Sometimes the wells are left to circulate the inhibitor down the annulus, up the
tubing, and back down the annulus. In other instances, it is circulated only
enough of flushed to carry a water dispersible or soluble inhibitor through the
oil column above the pump. Wells do not truly circulate until the fluid column
builds up to equal the bottom hole pressure or the well is pumped off.
Non-water dispersible inhibitors (heavy filmers) require some circulation.
Disperse or dilute and flush highly water-dispersible or soluble inhibitors with
about 1 bbl brine or fresh water for each 1000 ft. of tubing. Circulate, if
required.
Treatment frequency depends on production. It varies from every two to three
days (more than 350 bfpd) to once every month (less than 50 bfpd).

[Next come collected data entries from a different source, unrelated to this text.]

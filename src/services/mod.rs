pub mod client;
pub mod poller;
pub mod user_list;

pub use client::{ApiClient, PanelApi};
pub use poller::{PollerState, ProgressPoller, ProgressSink};
pub use user_list::{PageItem, PageView, Pagination, RowView, Selection, UserListModel};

You can also treat gas wells equipped with packers by the standard batch technique. Lubricate one or two drums of a film-forming inhibitor, neat or diluted,
into the tubing and allow it to fall to the bottom. This usually requires abut one
hour of shut-in time for each 1500 ft. of tubing.
•
Continuous Treatment. Introduce the inhibitor on a continuous basis so that
the concentration is maintained at the required level. The concentration will
vary depending on the severity of the corrosion.
In Flowlines/Pipelines
The first step in an effective corrosion program is to clean the pipeline. Most film
forming amine type inhibitors do not film selectively. Film coats corrosion deposits,
scale, and sand and affects the performance of the program. In old systems where
the velocity is low and severe corrosion has occurred on the bottom of the line,
cleaning is mandatory.
Three types of inhibitor treatment programs are available for flowlines/pipelines.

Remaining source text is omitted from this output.